TITASTORY.ID, – Martha Christina Tiahahu, siapa yang tidak kenal dengan sosok perempuan asal Maluku yang satu ini. Martha Christina adalah sosok perempuan kabaresi (berani dan gigih-red) dalam melawan penjajah. Martha merupakan satu dari sederet pejuang Maluku yang berani melakukan perlawanan terhadap pasukan kolonial Belanda pada zaman penjajahan.
Ayahnya, Kapitan Paulus Tiahahu, adalah seorang kapitan dari negeri Abubu (kepulauan Uliase) Maluku, Dari jejak ayahnya inilah Martha Christina Tiahahu bersama-sama berjuang untuk mengusir penjajah kolonial Belanda.
Perempuan kelahiran 4 Januari 1800 ini mulai menapaki pilihannya dan turun ke medan perang saat usianya baru menginjak 17 tahun. Bersama sang ayah dan para pejuang Maluku lainnya, Martha Christina turun ke medan perang dengan membawa parang juga tombak.
Keberaniannya melawan pasukan penjajah di tanah Maluku kian diakui saat dirinya turut membantu Thomas Matulessy dalam Perang Pattimura pada tahun 1817. Di bawah komando Pattimura saat itu, Christina Martha Tiahahu mengambil peran menjadi salah satu pemimpin pasukan bersama ayahnya, Kapitan Abubu, bersama beberapa pemimpin lainnya.
Keterlibatan Christina dalam peperangan membela rakyat untuk melawan tentara Belanda pun semakin masif. Hingga pada 14 November 1817, pasukan Belanda berhasil menangkap rombongan pasukan Martha Christina Tiahahu, dan berakhir dengan hukuman mati sang ayah yang saat itu berada dalam rombongan tersebut. Sementara Martha sendiri akhirnya dibebaskan .
Usai penangkapan itu. Martha Christina Tiahahu semakin gencar melakukan perlawanan terhadap pasukan Belanda dengan mengumpulkan pasukan milik ayahnya yang masih tersisa. Aksi tersebut rupanya diketahui pihak belanda dan ia akhirnya dibuang ke tanah Jawa.
Menolak diasingkan. Christina kemudian melakukan mogok makan selama perjalanan, hingga Kondisi kesehatan Christina Martha Tiahahu pun semakin memburuk. dan pada 2 Januari 1818, Martha Christina Tiahahu akhirnya menghembuskan nafas terakhir di atas kapal Eversten dalam perjalanan menuju pulau Jawa. Atas perintah Komandan Ver Huell, Jenazah Martha Christina Tiahahu kemudian dibuang di Laut Banda.
Atas perjuangannya itulah, baru pada 20 Mei 1969, 151 tahun setelah tewasnya Christina. Pemerintah Indonesia Akhirnya memberi gelar kehormatan kepada Christina Martha Tiahahu sebagai Pahlawan Kemerdekaan Indonesia.

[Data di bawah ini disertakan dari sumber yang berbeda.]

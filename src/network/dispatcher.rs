//! # Dispatcher
//!
//! The per-datagram half of the receive loop: resolve the exporter, fetch or
//! create its session, decode the payload against that session, and route the
//! decoded message to the consumer. Every failure here is terminal for the
//! datagram only.
//!
//! ```text
//! datagram ─▶ ExporterId ─▶ SessionStore ─▶ WireDecoder ─▶ route ─▶ Consumer
//! ```

use std::io;
use std::net::SocketAddr;
use std::sync::{Arc, PoisonError};
use std::time::Duration;

use log::{debug, error, info, warn};
use tokio::time::Instant;

use super::types::{DispatchStats, Outcome};
use crate::decoding::WireDecoder;
use crate::dump::{route, Consumer};
use crate::session_management::{ExporterId, KeyPolicy, SessionStore};

pub struct Dispatcher<D, C> {
    sessions: Arc<SessionStore>,
    decoder: D,
    consumer: C,
    key_policy: KeyPolicy,
    stats: DispatchStats,
}

impl<D: WireDecoder, C: Consumer> Dispatcher<D, C> {
    /// Creates a dispatcher over an injected session store, so callers (and
    /// tests) decide the store's lifetime and sharing.
    pub fn new(
        sessions: Arc<SessionStore>,
        decoder: D,
        consumer: C,
        key_policy: KeyPolicy,
    ) -> Self {
        Self {
            sessions,
            decoder,
            consumer,
            key_policy,
            stats: DispatchStats::default(),
        }
    }

    pub fn sessions(&self) -> &Arc<SessionStore> {
        &self.sessions
    }

    pub fn stats(&self) -> DispatchStats {
        self.stats
    }

    /// Handles the result of one receive into `buf`.
    ///
    /// Only the first `octets` bytes reported by the transport are decoded;
    /// the remainder of `buf` is never looked at.
    pub fn process(&mut self, received: io::Result<(usize, SocketAddr)>, buf: &[u8]) -> Outcome {
        match received {
            Ok((octets, remote)) => {
                let payload = &buf[..octets.min(buf.len())];
                self.handle_datagram(remote, payload)
            }
            Err(e) => {
                self.stats.read_errors += 1;
                error!("Error reading datagram: {}", e);
                Outcome::ReadFailed
            }
        }
    }

    /// Decodes and routes one datagram from `remote`.
    pub fn handle_datagram(&mut self, remote: SocketAddr, payload: &[u8]) -> Outcome {
        self.stats.datagrams += 1;
        self.stats.bytes += payload.len() as u64;
        debug!("Received {} bytes from {}", payload.len(), remote);

        let exporter = ExporterId::resolve(self.key_policy, remote);
        let session = self.sessions.get_or_create(&exporter);
        let decoded = {
            let mut session = session.lock().unwrap_or_else(PoisonError::into_inner);
            self.decoder.decode(&mut session, payload)
        };

        match decoded {
            Ok(message) => {
                let version = message.version();
                route(message, &mut self.consumer);
                self.stats.routed += 1;
                Outcome::Routed { exporter, version }
            }
            Err(error) => {
                self.stats.decode_errors += 1;
                warn!("Decoder error for exporter {}: {}", exporter, error);
                Outcome::DecodeFailed { exporter, error }
            }
        }
    }

    /// Evicts sessions idle for longer than `max_idle` as of `now`.
    pub fn evict_idle(&mut self, max_idle: Duration, now: Instant) -> usize {
        let evicted = self.sessions.evict_idle(max_idle, now);
        if evicted > 0 {
            info!(
                "Evicted {} idle sessions, {} remaining",
                evicted,
                self.sessions.len()
            );
        }
        self.stats.evicted += evicted as u64;
        evicted
    }
}

#[cfg(test)]
mod tests {
    use super::*;
    use crate::decoding::testutil::{self, Collector};
    use crate::decoding::{FlowDecoder, Message};
    use crate::error_handling::types::DecodeError;
    use crate::session_management::Session;
    use std::cell::RefCell;
    use uuid::Uuid;

    /// Records the session id and exact payload of every decode call.
    #[derive(Default)]
    struct Probe {
        seen: RefCell<Vec<(Uuid, Vec<u8>)>>,
    }

    impl WireDecoder for &Probe {
        fn decode(&self, session: &mut Session, payload: &[u8]) -> Result<Message, DecodeError> {
            self.seen.borrow_mut().push((session.id(), payload.to_vec()));
            FlowDecoder::new().decode(session, payload)
        }
    }

    fn addr(s: &str) -> SocketAddr {
        s.parse().unwrap()
    }

    fn dispatcher<D: WireDecoder>(decoder: D) -> (Dispatcher<D, Collector>, Collector) {
        let collector = Collector::default();
        let d = Dispatcher::new(
            Arc::new(SessionStore::new()),
            decoder,
            collector.clone(),
            KeyPolicy::AddressPort,
        );
        (d, collector)
    }

    #[test]
    fn same_exporter_reuses_its_session() {
        let probe = Probe::default();
        let (mut d, _) = dispatcher(&probe);
        let e1 = addr("192.0.2.1:3000");
        let e2 = addr("192.0.2.2:3000");
        d.handle_datagram(e1, &testutil::netflow_v5(&[(1, 80)]));
        d.handle_datagram(e2, &testutil::netflow_v5(&[(2, 80)]));
        d.handle_datagram(e1, &testutil::netflow_v5(&[(3, 80)]));

        let seen = probe.seen.borrow();
        assert_eq!(seen[0].0, seen[2].0);
        assert_ne!(seen[0].0, seen[1].0);
        assert_eq!(d.sessions().len(), 2);
    }

    #[test]
    fn decoder_sees_only_the_bytes_read() {
        let probe = Probe::default();
        let (mut d, collector) = dispatcher(&probe);
        let packet = testutil::netflow_v5(&[(1, 80)]);
        let mut buf = vec![0u8; 8192];
        buf[..packet.len()].copy_from_slice(&packet);
        buf[packet.len()..].fill(0xee);

        let outcome = d.process(Ok((packet.len(), addr("192.0.2.1:3000"))), &buf);
        assert!(matches!(outcome, Outcome::Routed { version: 5, .. }));
        assert_eq!(probe.seen.borrow()[0].1, packet);
        assert_eq!(collector.len(), 1);
    }

    #[test]
    fn read_error_does_not_stop_processing() {
        let (mut d, collector) = dispatcher(FlowDecoder::new());
        let err = io::Error::new(io::ErrorKind::ConnectionReset, "reset");
        assert_eq!(d.process(Err(err), &[]), Outcome::ReadFailed);

        let packet = testutil::netflow_v5(&[(1, 80)]);
        let outcome = d.process(Ok((packet.len(), addr("192.0.2.1:3000"))), &packet);
        assert!(matches!(outcome, Outcome::Routed { .. }));
        assert_eq!(collector.len(), 1);
        assert_eq!(d.stats().read_errors, 1);
        assert_eq!(d.stats().routed, 1);
    }

    #[test]
    fn decode_failure_is_isolated_per_exporter() {
        let (mut d, collector) = dispatcher(FlowDecoder::new());
        let a = addr("192.0.2.1:3000");
        let b = addr("192.0.2.2:3000");
        d.handle_datagram(b, &testutil::v9_template_packet(1, 256));

        let outcome = d.handle_datagram(a, &[0x00, 0x63, 0x01]);
        assert!(matches!(
            outcome,
            Outcome::DecodeFailed { error: DecodeError::UnsupportedVersion(99), .. }
        ));

        let b_session = d.sessions().get(&ExporterId::Socket(b)).unwrap();
        assert_eq!(b_session.lock().unwrap().template_count(), 1);
        drop(b_session);

        assert!(matches!(
            d.handle_datagram(a, &testutil::netflow_v5(&[(1, 80)])),
            Outcome::Routed { .. }
        ));
        assert!(matches!(
            d.handle_datagram(b, &testutil::v9_data_packet(1, 256, &[(2, 80)])),
            Outcome::Routed { version: 9, .. }
        ));
        assert_eq!(collector.len(), 3);
        assert_eq!(d.stats().decode_errors, 1);
    }

    #[test]
    fn interleaved_exporters_keep_their_own_templates() {
        let (mut d, collector) = dispatcher(FlowDecoder::new());
        let e1 = addr("198.51.100.1:2055");
        let e2 = addr("198.51.100.2:2055");
        // Both exporters reuse source id 1 and template 256 with different layouts.
        let mut e2_template = Vec::new();
        e2_template.extend_from_slice(&256u16.to_be_bytes());
        e2_template.extend_from_slice(&1u16.to_be_bytes());
        e2_template.extend_from_slice(&2u16.to_be_bytes());
        e2_template.extend_from_slice(&4u16.to_be_bytes());

        d.handle_datagram(e1, &testutil::v9_template_packet(1, 256));
        d.handle_datagram(e2, &testutil::v9_packet(1, &[(0, e2_template)]));
        let r1 = d.handle_datagram(e1, &testutil::v9_data_packet(1, 256, &[(1, 80)]));
        let e2_data = testutil::v9_packet(1, &[(256, 77u32.to_be_bytes().to_vec())]);
        let r2 = d.handle_datagram(e2, &e2_data);

        assert!(matches!(r1, Outcome::Routed { version: 9, .. }));
        assert!(matches!(r2, Outcome::Routed { version: 9, .. }));
        let messages = collector.take();
        assert_eq!(messages.len(), 4);
        assert_eq!(messages[2].record_count(), 1);
        assert_eq!(messages[3].record_count(), 1);
        match &messages[3] {
            Message::NetflowV9(p) => match &p.flow_sets[0] {
                crate::decoding::template::FlowSet::Data { records, .. } => {
                    assert_eq!(records[0].fields.len(), 1);
                    assert_eq!(records[0].fields[0].name, Some("packetDeltaCount"));
                }
                other => panic!("unexpected flowset {:?}", other),
            },
            other => panic!("unexpected message {:?}", other),
        }
    }

    #[test]
    fn data_before_template_fails_then_recovers() {
        let (mut d, collector) = dispatcher(FlowDecoder::new());
        let e = addr("203.0.113.5:9996");

        let early = d.handle_datagram(e, &testutil::ipfix_data_message(3, 300, &[(1, 443)]));
        assert!(matches!(
            early,
            Outcome::DecodeFailed {
                error: DecodeError::UnknownTemplate {
                    template_id: 300,
                    ..
                },
                ..
            }
        ));

        d.handle_datagram(e, &testutil::ipfix_template_message(3, 300));
        let late = d.handle_datagram(e, &testutil::ipfix_data_message(3, 300, &[(1, 443)]));
        assert!(matches!(late, Outcome::Routed { version: 10, .. }));
        assert_eq!(collector.len(), 2);
        assert_eq!(d.stats().decode_errors, 1);
        assert_eq!(d.sessions().len(), 1);
    }

    #[test]
    fn address_policy_shares_session_across_ports() {
        let collector = Collector::default();
        let mut d = Dispatcher::new(
            Arc::new(SessionStore::new()),
            FlowDecoder::new(),
            collector.clone(),
            KeyPolicy::Address,
        );
        d.handle_datagram(addr("192.0.2.9:1000"), &testutil::v9_template_packet(1, 256));
        let outcome = d.handle_datagram(
            addr("192.0.2.9:1001"),
            &testutil::v9_data_packet(1, 256, &[(1, 80)]),
        );
        assert!(matches!(outcome, Outcome::Routed { .. }));
        assert_eq!(d.sessions().len(), 1);
    }

    #[test]
    fn eviction_is_counted() {
        let (mut d, _) = dispatcher(FlowDecoder::new());
        d.handle_datagram(addr("192.0.2.1:1"), &testutil::netflow_v5(&[]));
        assert_eq!(d.evict_idle(Duration::from_secs(60), Instant::now()), 0);
        let later = Instant::now() + Duration::from_secs(61);
        assert_eq!(d.evict_idle(Duration::from_secs(60), later), 1);
        assert_eq!(d.stats().evicted, 1);
        assert!(d.sessions().is_empty());
    }
}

Meskipun telah berabad abad lalu, Kisah keberanian Christina Martha Tiahahu pada masa itu telah melahirkan motivasi besar bagi generasi muda Maluku terutama bagi kaum perempuan hingga saat ini.
Kisah Christina sebagai simbol adanya kesetaraan derajat antara pria dan wanita di maluku nyata adanya sejak dahulu. Cristina membuktikan bahwa wanita juga bisa tampil dan menunjukkan kemampuannya yang sejajar dengan kaum pria. Wanita masih memiliki banyak tempat dan bidang untuk mengekspresikan dirinya di ruang publik.

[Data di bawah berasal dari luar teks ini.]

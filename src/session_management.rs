//! Per-exporter session management.
//!
//! This module provides the types that tie each exporter to the long-lived
//! decoding context its templates are learned into:
//! - [`exporter`]: exporter identity and the policy deriving it from a source address.
//! - [`session`]: the per-exporter decoding context.
//! - [`session_store`]: lookup-or-create ownership of all sessions.

/// Exporter identity and keying policy.
pub mod exporter;
/// Per-exporter decoding context.
pub mod session;
/// Session store implementation.
pub mod session_store;

pub use exporter::{ExporterId, KeyPolicy};
pub use session::Session;
pub use session_store::{SessionStore, SharedSession};
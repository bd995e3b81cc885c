use crate::decoding::{ipfix, netflow1, netflow5, netflow6, netflow7, netflow9};

/// Receiver of decoded messages, one method per protocol version.
///
/// Methods are side-effecting only; a consumer that cannot deliver a message
/// reports the failure itself rather than returning it to the dispatcher.
pub trait Consumer {
    fn netflow_v1(&mut self, packet: netflow1::Packet);
    fn netflow_v5(&mut self, packet: netflow5::Packet);
    fn netflow_v6(&mut self, packet: netflow6::Packet);
    fn netflow_v7(&mut self, packet: netflow7::Packet);
    fn netflow_v9(&mut self, packet: netflow9::Packet);
    fn ipfix(&mut self, message: ipfix::Message);
}

impl<C: Consumer + ?Sized> Consumer for Box<C> {
    fn netflow_v1(&mut self, packet: netflow1::Packet) {
        (**self).netflow_v1(packet)
    }

    fn netflow_v5(&mut self, packet: netflow5::Packet) {
        (**self).netflow_v5(packet)
    }

    fn netflow_v6(&mut self, packet: netflow6::Packet) {
        (**self).netflow_v6(packet)
    }

    fn netflow_v7(&mut self, packet: netflow7::Packet) {
        (**self).netflow_v7(packet)
    }

    fn netflow_v9(&mut self, packet: netflow9::Packet) {
        (**self).netflow_v9(packet)
    }

    fn ipfix(&mut self, message: ipfix::Message) {
        (**self).ipfix(message)
    }
}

Sama seperti laki – laki, para perempuan juga siap berdaya, mengimplementasikan ilmu, kemampuan, keberanian, kegigihan, dan semangatnya untuk bisa berpartisipasi memajukan negeri.

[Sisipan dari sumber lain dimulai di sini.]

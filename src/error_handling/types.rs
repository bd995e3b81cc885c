use std::fmt;

#[derive(Debug)]
pub enum ConfigError {
    IoError(std::io::Error),
    TomlError(String),
    InvalidAddress(String),
    InvalidValue(String),
    NotInRange(String),
}

impl fmt::Display for ConfigError {
    fn fmt(&self, f: &mut fmt::Formatter<'_>) -> fmt::Result {
        match self {
            ConfigError::IoError(e) => write!(f, "IO error: {}", e),
            ConfigError::TomlError(e) => write!(f, "TOML parsing error: {}", e),
            ConfigError::InvalidAddress(e) => write!(f, "Invalid listen address: {}", e),
            ConfigError::InvalidValue(e) => write!(f, "Invalid value: {}", e),
            ConfigError::NotInRange(e) => write!(f, "Value out of range: {}", e),
        }
    }
}

impl std::error::Error for ConfigError {}

impl From<std::io::Error> for ConfigError {
    fn from(err: std::io::Error) -> Self {
        ConfigError::IoError(err)
    }
}

impl From<toml::de::Error> for ConfigError {
    fn from(err: toml::de::Error) -> Self {
        ConfigError::TomlError(err.to_string())
    }
}

#[derive(Debug)]
pub enum NetworkError {
    ResolveFailed(String),
    BindError(std::io::Error),
    SockError(std::io::Error),
}

impl fmt::Display for NetworkError {
    fn fmt(&self, f: &mut fmt::Formatter<'_>) -> fmt::Result {
        match self {
            NetworkError::ResolveFailed(e) => write!(f, "Address resolution failed: {}", e),
            NetworkError::BindError(e) => write!(f, "Network bind error: {}", e),
            NetworkError::SockError(e) => write!(f, "Socket error: {}", e),
        }
    }
}

impl std::error::Error for NetworkError {}

/// Failure to interpret one datagram. Always terminal for that datagram only.
#[derive(Debug, Clone, PartialEq, Eq)]
pub enum DecodeError {
    /// The buffer ended before `what` could be read.
    Truncated {
        what: &'static str,
        needed: usize,
        available: usize,
    },
    UnsupportedVersion(u16),
    InvalidLength(String),
    InvalidTemplate(String),
    /// A data set referenced a template this exporter never announced.
    UnknownTemplate { domain: u32, template_id: u16 },
}

impl fmt::Display for DecodeError {
    fn fmt(&self, f: &mut fmt::Formatter<'_>) -> fmt::Result {
        match self {
            DecodeError::Truncated {
                what,
                needed,
                available,
            } => write!(
                f,
                "Truncated {}: need {} bytes, {} available",
                what, needed, available
            ),
            DecodeError::UnsupportedVersion(v) => write!(f, "Unsupported version: {}", v),
            DecodeError::InvalidLength(e) => write!(f, "Invalid length: {}", e),
            DecodeError::InvalidTemplate(e) => write!(f, "Invalid template: {}", e),
            DecodeError::UnknownTemplate {
                domain,
                template_id,
            } => write!(
                f,
                "Unknown template {} for domain {}",
                template_id, domain
            ),
        }
    }
}

impl std::error::Error for DecodeError {}

#[derive(Debug)]
pub enum ControllerError {
    ConfigurationError(ConfigError),
    NetworkError(NetworkError),
}

impl fmt::Display for ControllerError {
    fn fmt(&self, f: &mut fmt::Formatter<'_>) -> fmt::Result {
        match self {
            ControllerError::ConfigurationError(e) => write!(f, "Configuration error: {}", e),
            ControllerError::NetworkError(e) => write!(f, "Network error: {}", e),
        }
    }
}

impl std::error::Error for ControllerError {}

impl From<ConfigError> for ControllerError {
    fn from(err: ConfigError) -> Self {
        ControllerError::ConfigurationError(err)
    }
}

impl From<NetworkError> for ControllerError {
    fn from(err: NetworkError) -> Self {
        ControllerError::NetworkError(err)
    }
}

Ungkapan kesetaraan gender antara laki-laki dan perempuan selama ini memang melahirkan pro dan kontra beberapa kalangan. Ada yang menilai hal tersebut akan melahirkan feminisme yang fanatik dan bisa berdampak buruk pada kaum pria.
Disisi lain justru menganggap kesetaraan gender perlu, mengingat di zaman moderen saat ini perempuan juga berhak tampil ke publik dan melakukan sesuatu bagi dirinya sendiri, keluarga, negeri bahkan bangsa. Bukan untuk merendahkan laki-laki. Tampilnya kaum perempuan adalah penyeimbang pada banyak sendi kehidupan.
Di Maluku. Tidak banyak yang mengerti apa itu bahasa “kesetaraan gender” namun merujuk dari arti sebenarnya. Makna kesetaraan gender memang adalah hal yang lumrah dan telah ada serta menjadi bagian dari masyarakat Maluku sejak dahulu.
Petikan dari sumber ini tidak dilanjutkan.